Originally posted on Medium.

Read the original

Vector search in PostgreSQL has come a long way, and pgvector makes it simple: insert embeddings, create an HNSW index, and run ANN queries. At least for a while.

As our system scaled across stores, regions, and product volumes, something became clear: HNSW is not “fire and forget.” Indexes age. They bloat. They fragment. They silently lose recall. When they degrade, search results degrade too. Sometimes this happens gradually, sometimes catastrophically.

For months, we assumed our approach was fine: rebuild indexes every night at 1 AM, after product imports, and after ingesting new embeddings.

It felt safe. It was absolutely not.

When Scheduled Rebuilds Turned Into a Problem

Our first attempt at maintaining HNSW indexes was a classic ops mistake: periodic work instead of condition-based work. Every night, every tenant, every index. No intelligence. Just execution.

And here’s what happened:

  • We rebuilt indexes that had zero new writes — massive waste of compute + IO
  • Large tenants saw daily index decay — recall dropped, latency increased
  • Crash mid-rebuild left an index invalid but still present — PostgreSQL stopped using it entirely
  • Replicas diverged from primaries — queries returned different ANN results per region

The worst case was the INVALID scenario. A configuration change required a Postgres restart. This restart happened during a CONCURRENT index creation. In Postgres, when a CONCURRENT index is being built, it is first added to the system catalog in an INVALID state. The system must then complete two full table scans to build and validate the index. If Postgres is restarted before these scans complete, the index remains present but stuck in an invalid or corrupted state. The result: an index that looks present but is unusable, and no one notices until search quality degrades or anomalies are detected.

That incident is what forced a rethink.

We didn’t need scheduled rebuilding. We needed index health monitoring and to rebuild only when necessary.

What Does “Healthy” Mean for an HNSW Index?

B-trees give you clear signals: bloat, dead tuples, page churn. HNSW is structure-heavy. It is a layered, navigable small-world graph. Its quality depends on:

  • how many vectors have been reinserted or replaced
  • how many nodes reference deleted or obsolete embeddings
  • how well graph layers remain navigable under memory pressure
  • whether the index still fits inside the buffer cache or spills to disk

There is no single metric like fragmentation percent.

So we built one.

We created a three-metric model that produces a single health score for every HNSW index:

  • Dead tuple ratio — Signals vector churn + unpruned graph nodes
  • Cache hit ratio— Indicates memory residency vs IO-bound index walks
  • **Bytes per vector (bloat heuristic) —**Detects graph overgrowth + wasted structure

If an index inflates, loses cache locality, or accumulates dead references, search degrades. Not instantly but inevitably.

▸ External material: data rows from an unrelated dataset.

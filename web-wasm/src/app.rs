//! メインアプリケーションコンポーネント

use crate::components::{
    builder_panel::BuilderPanel,
    design_cards::DesignCards,
    hand_preview::HandPreview,
    header::Header,
    price_panel::PricePanel,
    toast::{Toast, Toaster},
    tryon_panel::TryOnPanel,
};
use crate::local_storage::LocalStore;
use crate::tryon::{DomLayout, DomPhoto, SignalView, TryOn};
use leptos::html;
use leptos::prelude::*;
use nail_studio_common::wishlist::{dispatch_card_action, library_cards, wishlist_cards};
use nail_studio_common::{CardAction, DesignState, DesignUpdate, NailId, Wishlist};
use std::rc::Rc;
use wasm_bindgen_futures::spawn_local;

fn wishlist() -> Wishlist<LocalStore> {
    Wishlist::new(LocalStore::open())
}

/// 保存日（YYYY-MM-DD）
fn today() -> String {
    let now = js_sys::Date::new_0();
    format!("{:04}-{:02}-{:02}", now.get_full_year(), now.get_month() + 1, now.get_date())
}

/// メインアプリケーションコンポーネント
#[component]
pub fn App() -> impl IntoView {
    let tryon = Rc::new(TryOn::new());

    // アプリケーション状態
    let design = RwSignal::new(DesignState::default());
    let placements = RwSignal::new(tryon.shown());
    let entries = RwSignal::new(wishlist().load());
    let aligning = RwSignal::new(false);
    let toaster = Toaster::new();

    let container_ref = NodeRef::<html::Div>::new();
    let photo_ref = NodeRef::<html::Img>::new();

    let quote = Memo::new(move |_| design.with(|d| nail_studio_common::quote(d)));
    let total = Memo::new(move |_| quote.with(|q| q.total));

    let apply = move |update: DesignUpdate| {
        design.update(|d| *d = std::mem::take(d).apply(update));
    };

    // デザイン編集
    let on_update = move |update: DesignUpdate| {
        let reset = matches!(update, DesignUpdate::Reset);
        apply(update);
        if reset {
            toaster.show("Reset to default");
        }
    };

    // 自動位置合わせ（検出待ちの間もUIは操作できる）
    let on_auto_align = {
        let tryon = tryon.clone();
        move |_: ()| {
            let tryon = tryon.clone();
            let (enabled, visible) = design.with_untracked(|d| (d.try_on_enabled, d.photo_visible()));
            aligning.set(true);
            spawn_local(async move {
                let photo = DomPhoto::new(photo_ref.get_untracked(), visible);
                let layout = DomLayout::new(container_ref.get_untracked().map(Into::into));
                let view = SignalView::new(placements, toaster);
                if let Err(e) = tryon.aligner.invoke(enabled, &photo, &layout, &tryon.store, &view).await {
                    web_sys::console::log_1(&format!("Auto-align: {}", e).into());
                }
                aligning.set(tryon.aligner.is_busy());
            });
        }
    };

    let on_toggle = {
        let tryon = tryon.clone();
        move |enabled: bool| {
            apply(DesignUpdate::TryOnEnabled(enabled));
            // 保存済みの配置は起動時に一度だけ読む。ここではメモリ上の配置を表示し直す
            if enabled {
                placements.set(tryon.shown());
            }
            toaster.show(if enabled { "Try-on enabled" } else { "Try-on disabled" });
        }
    };

    let on_photo = move |data_url: String| {
        apply(DesignUpdate::TryOnPhoto(Some(data_url)));
        toaster.show("Hand photo loaded");
    };

    let on_clear_photo = move |_: ()| {
        apply(DesignUpdate::TryOnPhoto(None));
        toaster.show("Hand photo cleared");
    };

    let on_edit = move |edit: bool| {
        apply(DesignUpdate::TryOnEdit(edit));
        toaster.show(if edit { "Alignment edit enabled" } else { "Alignment locked" });
    };

    let on_reset_positions = {
        let tryon = tryon.clone();
        move |_: ()| {
            let shown = tryon.store.borrow_mut().reset_to_base();
            placements.set(shown);
            toaster.show("Nail positions reset");
        }
    };

    let on_accent = move |nail: NailId| {
        let next = design.with_untracked(|d| d.clone().select_accent(nail));
        if let Some(next) = next {
            design.set(next);
            toaster.show("Accent nail selected");
        }
    };

    let on_card_action = move |action: CardAction| {
        let is_preset = matches!(action, CardAction::ApplyPreset(_));
        let wishlist = wishlist();
        let outcome = dispatch_card_action(action, design.get_untracked(), &wishlist);
        design.set(outcome.design);
        if outcome.wishlist_changed {
            entries.set(wishlist.load());
        }
        toaster.show(outcome.message);
        if is_preset {
            if let Some(window) = web_sys::window() {
                let _ = window.location().set_hash("builder");
            }
        }
    };

    let on_save = move |name: String| {
        let wishlist = wishlist();
        let id = js_sys::Date::now() as i64;
        let saved = design.with_untracked(|d| wishlist.save(&name, d, id, &today()));
        match saved {
            Ok(_) => {
                entries.set(wishlist.load());
                toaster.show("Look saved to Wishlist!");
            }
            Err(e) => {
                web_sys::console::warn_1(&format!("Failed to save look: {}", e).into());
                toaster.show("Could not save look");
            }
        }
    };

    view! {
        <div class="container">
            <Header total=total />

            <main class="studio">
                <div class="preview-column">
                    <HandPreview
                        design=design
                        placements=placements
                        tryon=tryon.clone()
                        container_ref=container_ref
                        photo_ref=photo_ref
                        on_photo_loaded=on_auto_align.clone()
                        on_accent=on_accent
                    />
                    <TryOnPanel
                        design=design
                        aligning=aligning
                        on_toggle=on_toggle
                        on_photo=on_photo
                        on_clear=on_clear_photo
                        on_edit=on_edit
                        on_auto_align=on_auto_align
                        on_reset_positions=on_reset_positions
                    />
                </div>

                <div class="controls-column">
                    <BuilderPanel design=design on_update=on_update />
                    <PricePanel quote=quote on_save=on_save />
                </div>
            </main>

            <DesignCards
                id="library"
                title="Design Library"
                cards=Signal::derive(library_cards)
                empty_text="No presets available."
                on_action=on_card_action
            />
            <DesignCards
                id="wishlist"
                title="Wishlist"
                cards=Signal::derive(move || entries.with(|e| wishlist_cards(e)))
                empty_text="No saved looks yet."
                on_action=on_card_action
            />

            <Toast toaster=toaster />
        </div>
    }
}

And critically, PostgreSQL already exposes everything you need to measure this.

Metric 1: Dead Tuple Ratio

Dead tuples happen when embeddings are rewritten, deleted, or replaced. In B-trees, that’s annoying. In HNSW, dead nodes remain in the graph like abandoned intersections. Search hops still cross them. They increase hop count. They widen the beam width. They reduce recall.

Even without deep internals, PostgreSQL gives a usable surface:

dead_tuple_ratio = n_dead_tup / n_live_tup

If that ratio climbs toward 10–15%, rebuilding pays measurable returns. Dead tuples are a silent killer. We use the following query in production.

SELECT
    relname AS table_name,
    n_dead_tup,
    n_live_tup,
    ROUND((n_dead_tup / GREATEST(n_live_tup, 1)::float) * 100, 2) AS dead_tuple_ratio_pct
FROM pg_stat_all_tables
WHERE relname = 'your_embedding_table_name';

Metric 2: Cache Hit Ratio

This one surprised us.

We always assumed index performance dropped because the index itself degraded.

But very often, performance dropped because the index no longer fit in memory.

When HNSW pages are evicted from shared_buffers, traversal becomes disk-bound. ANN is fast only when the graph fits in RAM. Once it doesn’t, vacuum and reindex are not just cleanup. They restore performance.

SELECT
    indexrelid::regclass AS index_name,
    idx_blks_hit,
    idx_blks_read,
    ROUND((idx_blks_hit * 100.0 / GREATEST(idx_blks_hit + idx_blks_read, 1)), 2) AS cache_hit_ratio_pct
FROM pg_statio_user_indexes
WHERE indexrelid::regclass::text LIKE '%hnsw%';

We treat anything below 90% hit ratio as a yellow flag. Below 75% is red.

Not because slow scans happen.

Because the planner may stop using the index altogether.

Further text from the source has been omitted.